(Stored data entries)
-------------------------
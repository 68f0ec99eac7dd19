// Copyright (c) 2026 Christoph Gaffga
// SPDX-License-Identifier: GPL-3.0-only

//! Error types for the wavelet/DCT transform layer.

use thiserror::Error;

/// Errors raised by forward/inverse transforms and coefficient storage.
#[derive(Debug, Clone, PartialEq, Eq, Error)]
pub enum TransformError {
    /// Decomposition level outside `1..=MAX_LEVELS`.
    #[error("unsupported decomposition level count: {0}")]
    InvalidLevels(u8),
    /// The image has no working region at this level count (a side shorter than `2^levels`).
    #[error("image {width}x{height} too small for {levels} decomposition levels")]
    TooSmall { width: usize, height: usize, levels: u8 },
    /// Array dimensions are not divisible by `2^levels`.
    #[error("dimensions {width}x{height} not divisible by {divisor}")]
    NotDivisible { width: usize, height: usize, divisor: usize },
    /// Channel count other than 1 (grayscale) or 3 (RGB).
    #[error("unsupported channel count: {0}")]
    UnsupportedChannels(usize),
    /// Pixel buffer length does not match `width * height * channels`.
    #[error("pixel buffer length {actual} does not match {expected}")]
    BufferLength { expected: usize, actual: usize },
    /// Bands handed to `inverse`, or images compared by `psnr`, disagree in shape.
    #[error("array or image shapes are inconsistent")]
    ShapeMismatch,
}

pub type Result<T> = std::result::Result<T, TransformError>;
-------------------------
- _WHAT THE TASK ASKS_: If a line of the records includes the string "inverse", copy it out.

- _REPLY TO THE TASK_:
/// Errors raised by forward/inverse transforms and coefficient storage.
    /// Bands handed to `inverse`, or images compared by `psnr`, disagree in shape.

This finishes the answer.